Retrospective introduction:

Backtracking is a special case of priority search, also known as heuristics. It is often used in depth first search where node states need to be recorded
As the name suggests, the core of backtracking method is backtracking. When searching for a node, if we find that the current node (and its child nodes) is not the demand target, we go back to the original node to continue the search, and restore the modified state of the current node.
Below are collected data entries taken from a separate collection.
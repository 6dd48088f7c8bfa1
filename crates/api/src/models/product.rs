//! Catalog domain types.

use chrono::{DateTime, Utc};
use serde::{Deserialize, Serialize};

use kirana_core::{Money, ProductId, UserId};

/// A catalog product.
#[derive(Debug, Clone, Serialize)]
pub struct Product {
    pub id: ProductId,
    pub name: String,
    #[serde(skip_serializing_if = "Option::is_none")]
    pub description: Option<String>,
    pub price: Money,
    /// Pre-discount display price, when the product is on offer.
    #[serde(skip_serializing_if = "Option::is_none")]
    pub original_price: Option<Money>,
    #[serde(skip_serializing_if = "Option::is_none")]
    pub image_url: Option<String>,
    #[serde(skip_serializing_if = "Option::is_none")]
    pub category: Option<String>,
    /// Remaining stock. Zero means not purchasable; still listed.
    pub stock_count: i32,
    /// Administrator who created the product.
    pub created_by: UserId,
    pub created_at: DateTime<Utc>,
}

impl Product {
    /// Whether new cart additions / orders may reference this product.
    #[must_use]
    pub const fn is_purchasable(&self) -> bool {
        self.stock_count > 0
    }
}

/// Admin create/update payload for a product.
#[derive(Debug, Clone, Deserialize)]
pub struct ProductInput {
    pub name: String,
    #[serde(default)]
    pub description: Option<String>,
    pub price: Money,
    #[serde(default)]
    pub original_price: Option<Money>,
    #[serde(default)]
    pub image_url: Option<String>,
    #[serde(default)]
    pub category: Option<String>,
    #[serde(default)]
    pub stock_count: i32,
}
The advantage is that we can always only modify the overall state of the graph, rather than creating a new graph to store the state every time we traverse.
In terms of specific writing, like the ordinary depth first search, it has the steps of [modify current node state] → [recursive child node],
Only there are more backtracking steps, which become [modify current node state] → [recursive child node] → [change current node state].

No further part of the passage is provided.